The objective of this project is to build a state-of-the-art Human Motion Acquisition Facility capable of capturing human motion data using an array of synchronized multiple sensors. It includes hardware and software necessary to capture simultaneously multi-modal aspects of human performance including human movement, ground reaction forces, video data, muscle activation patterns, heart rate, temperature, eye movement, etc. Importantly, all the data is synchronized with each other.

The facility enables researchers to explore new frontiers in human motion synthesis. In particular, the captured data is used to study novel compact representations of human motions and to develop new algorithms to efficiently synthesize detailed realistic motions of a single character and crowds. The data is also used to build, animate and populate virtual worlds. The facility also greatly benefits existing computer graphics degree programs at UPenn (Ph.D, Masters, Undergraduate, and summer high school students). The use of the facility is an integral part of the curriculum in these programs.

Currently, there are no extensive, publicly available, high quality databases of human motion data synchronized with data from other sensors. All the data we obtain in this project will be made publicly available. The facility will therefore enable new research ranging from human motion synthesis in computer animation to medical studies of people with disabilities to researching novel simulators. As a result, it will foster inter-disciplinary research. The facility will also make computer graphics programs at UPenn even more exciting and will help in attracting more women to computer science.

This project will: (1) Build an experimental setup for conducting evacuation experiments inside 3D virtual online communities. (2) Analyze the realism of the experimental setup and research the ways to improve it. (3) Investigate the use of intelligent signs for controlling peoples' behavior in emergency situations. One of the major aspects in the design of buildings, stadiums and city blocks is their suitability for evacuation. Peoples' lives depend on how quickly these constructions can be evacuated in the emergency situations such as fires, earthquakes, terrorist attacks and collapsing structures. As a result of the 9/11 terrorist attacks however, it became apparent that current approaches to building design in regard to emergency evacuation for various building typologies such as high-rises, airports and stadiums need to be re-examined.
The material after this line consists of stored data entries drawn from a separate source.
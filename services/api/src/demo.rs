use crate::infra::{InMemoryImageStorage, InMemoryMarketplace};
use clap::Args;
use rentazuela::config::MarketplaceConfig;
use rentazuela::error::AppError;
use rentazuela::workflows::messaging::MessagingService;
use rentazuela::workflows::publishing::{
    DraftUpdate, ImageUpload, ListingCategory, ListingDetails, ListingPublisher, ListingType,
    PropertyDetails, PropertyType, PublishWorkflow, SubscriptionTier,
};
use rentazuela::workflows::shared::{CallerIdentity, Currency};
use std::path::{Path, PathBuf};
use std::sync::Arc;

const SELLER_ID: &str = "seller-9";
const BUYER_ID: &str = "buyer-7";

#[derive(Args, Debug, Default)]
pub(crate) struct DemoArgs {
    /// Image files to attach to the sample listing. Defaults to two built-in samples.
    #[arg(long = "image")]
    pub(crate) images: Vec<PathBuf>,
    /// Skip the buyer/seller conversation portion of the demo.
    #[arg(long)]
    pub(crate) skip_messaging: bool,
}

pub(crate) fn run_demo(args: DemoArgs) -> Result<(), AppError> {
    let DemoArgs {
        images,
        skip_messaging,
    } = args;

    let limits = MarketplaceConfig::default();
    let store = Arc::new(InMemoryMarketplace::default());
    store.upsert_profile(
        SELLER_ID,
        "Carlos Méndez",
        Some("https://cdn.test/avatars/carlos.png"),
    )?;
    store.upsert_profile(BUYER_ID, "Ana Rodríguez", None)?;
    store.set_tier(SELLER_ID, SubscriptionTier::Pro)?;
    let storage = Arc::new(InMemoryImageStorage::new("memory://listing-images"));
    let publisher = ListingPublisher::new(store.clone(), storage.clone(), limits.image_policy());

    println!("Rentazuela marketplace demo");
    println!("\nPublishing a listing as {SELLER_ID}");

    let mut workflow = PublishWorkflow::new(limits.image_policy());
    workflow.update_data(DraftUpdate {
        category: Some(ListingCategory::PropertyLongTerm),
        ..DraftUpdate::default()
    });
    if !workflow.next_step() {
        println!("- Step {} blocked:", workflow.current_step().title());
        for (field, message) in workflow.errors().iter() {
            println!("    {field}: {message}");
        }
    }

    workflow.update_data(DraftUpdate {
        listing_type: Some(ListingType::Rent),
        ..DraftUpdate::default()
    });
    advance(&mut workflow);

    workflow.update_data(DraftUpdate {
        title: Some("Apartamento en Altamira con vista al Ávila".to_string()),
        description: Some(
            "Tres habitaciones, dos baños, puesto de estacionamiento y vigilancia 24 horas"
                .to_string(),
        ),
        price: Some(850.0),
        currency: Some(Currency::Usd),
        ..DraftUpdate::default()
    });
    advance(&mut workflow);

    workflow.update_data(DraftUpdate {
        city: Some("Caracas".to_string()),
        state: Some("Miranda".to_string()),
        address: Some("Av. San Juan Bosco, Torre Altamira".to_string()),
        ..DraftUpdate::default()
    });
    advance(&mut workflow);

    workflow.set_details(Some(ListingDetails::Property(PropertyDetails {
        bedrooms: Some(3),
        bathrooms: Some(2),
        square_meters: Some(140),
        parking_spaces: Some(1),
        ..PropertyDetails::new(PropertyType::Apartment)
    })));
    advance(&mut workflow);

    for upload in demo_images(&images)? {
        let file_name = upload.file_name.clone();
        match workflow.add_image(upload) {
            Ok(()) => println!("  + {file_name}"),
            Err(reason) => println!("  - {file_name} rejected: {reason}"),
        }
    }
    advance(&mut workflow);

    let seller = CallerIdentity::user(SELLER_ID);
    let receipt = workflow.submit(&seller, &publisher)?;
    println!(
        "- Published listing {} with {} image(s)",
        receipt.listing_id,
        receipt.images.len()
    );
    for image in &receipt.images {
        println!("    [{}] {}", image.position, image.url);
    }
    for (path, object) in storage.objects() {
        println!(
            "    stored {path} ({}, {} bytes)",
            object.content_type, object.size
        );
    }

    if let Some(listing) = store.listing(&receipt.listing_id)? {
        let mut edit =
            PublishWorkflow::from_listing(limits.image_policy(), &listing, &receipt.images);
        edit.update_data(DraftUpdate {
            price: Some(820.0),
            ..DraftUpdate::default()
        });
        let saved = edit.submit(&seller, &publisher)?;
        println!(
            "- Edited listing {}: new price 820 USD, {} image(s) kept",
            saved.listing_id,
            saved.images.len()
        );
    }

    if skip_messaging {
        return Ok(());
    }

    println!("\nConversation between {BUYER_ID} and {SELLER_ID}");
    let messaging = MessagingService::new(store.clone(), store, limits.messaging_policy());
    let buyer = CallerIdentity::user(BUYER_ID);

    let conversation_id = messaging.create_conversation(&buyer, &receipt.listing_id)?;
    messaging.send_message(
        &buyer,
        &conversation_id,
        "Hola, ¿el apartamento sigue disponible?",
    )?;
    messaging.send_message(
        &seller,
        &conversation_id,
        "Sí, puedes visitarlo el sábado",
    )?;
    messaging.send_message(&buyer, &conversation_id, "Perfecto, ahí estaré")?;

    println!(
        "- Unread: seller {} | buyer {}",
        messaging.unread_messages_count(&seller),
        messaging.unread_messages_count(&buyer)
    );

    for summary in messaging.conversations(&seller) {
        println!(
            "- Inbox row {} | {} | with {} | last: {} | unread {}",
            summary.id,
            summary.listing_title.as_deref().unwrap_or("Anuncio"),
            summary.other_user_name.as_deref().unwrap_or("Usuario"),
            summary.last_message.as_deref().unwrap_or("-"),
            summary.unread_count
        );
    }

    let updated = messaging.mark_messages_as_read(&seller, &conversation_id)?;
    println!("- Seller read {updated} message(s)");

    if let Some(thread) = messaging.conversation(&buyer, &conversation_id) {
        match serde_json::to_string_pretty(&thread) {
            Ok(json) => println!("  Thread payload:\n{}", json),
            Err(err) => println!("  Thread payload unavailable: {}", err),
        }
    }

    Ok(())
}

fn advance(workflow: &mut PublishWorkflow) {
    let step = workflow.current_step();
    if workflow.next_step() {
        println!("- {} ok", step.title());
    } else {
        println!("- {} blocked:", step.title());
        for (field, message) in workflow.errors().iter() {
            println!("    {field}: {message}");
        }
    }
}

fn demo_images(paths: &[PathBuf]) -> Result<Vec<ImageUpload>, AppError> {
    if paths.is_empty() {
        return Ok(vec![
            sample_image("sala.jpg", vec![0xFF, 0xD8, 0xFF, 0xE0, 0x00, 0x10]),
            sample_image("cocina.png", vec![0x89, b'P', b'N', b'G', 0x0D, 0x0A]),
        ]);
    }

    paths
        .iter()
        .map(|path| -> Result<ImageUpload, AppError> {
            let bytes = std::fs::read(path)?;
            let file_name = path
                .file_name()
                .and_then(|name| name.to_str())
                .unwrap_or("imagen")
                .to_string();
            Ok(ImageUpload::new(file_name, content_type_for(path), bytes))
        })
        .collect()
}

fn sample_image(file_name: &str, bytes: Vec<u8>) -> ImageUpload {
    ImageUpload::new(file_name, content_type_for(Path::new(file_name)), bytes)
}

fn content_type_for(path: &Path) -> String {
    mime_guess::from_path(path)
        .first_or_octet_stream()
        .essence_str()
        .to_string()
}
In particular, the designs must be carefully evaluated against evacuation procedures. This raised a major concern about the lack of tools that would allow robust predictions of realistic human movements and interaction in the designed environments. It is clearly impractical to establish live experiments with thousands of people evacuating every possible building design for every possible emergency condition.

The research will not only evaluate virtual-world information technology as a tool for building design to facilitate evacuation, but it will also develop new information technology that could be incorporated in real-world buildings. For example, intelligent exit signs could automatically direct people during emergencies based on the known information about the construction, the type and location of emergency, and the current distribution of people. Building an experimental setup for conducting evacuation experiments within 3D virtual online communities requires answering such unorthodox questions as how to attract research subjects to the experiments, how to motivate the participants to evacuate buildings when emergency occurs, and what setup should be made to evaluate the efficiency of evacuation as truthfully as possible. The analysis and improvement of the realism of the setup requires research in realistic simulation of natural effects such as fire, real-time realistic human motion synthesis for hundreds of characters and developing effective means of measuring the immersiveness of participants. Finally, the design of control strategies for intelligent signs requires the research of real-time decision-theoretic planning under uncertainty algorithms suitable for the control of massive multi-agent systems.

The safety of buildings is of critical importance to any society. Natural hazards, terrorist attacks and fire accidents cause losses of thousands of lives every year. By designing buildings that are easier to evacuate, engineers can save a significant fraction of these lives. Yet, there is a lack of tools that would allow engineers to conduct high-fidelity evaluations of building designs in terms of evacuation efficiency. This research is directed towards providing engineers with access to conducting such large-scale high-fidelity experiments at drastically lower expense than previously possible. Progress in this direction will also have positive educational impacts. The project will play a significant part in the classes offered in an undergraduate Digital Media Design program, which has about 50% female students.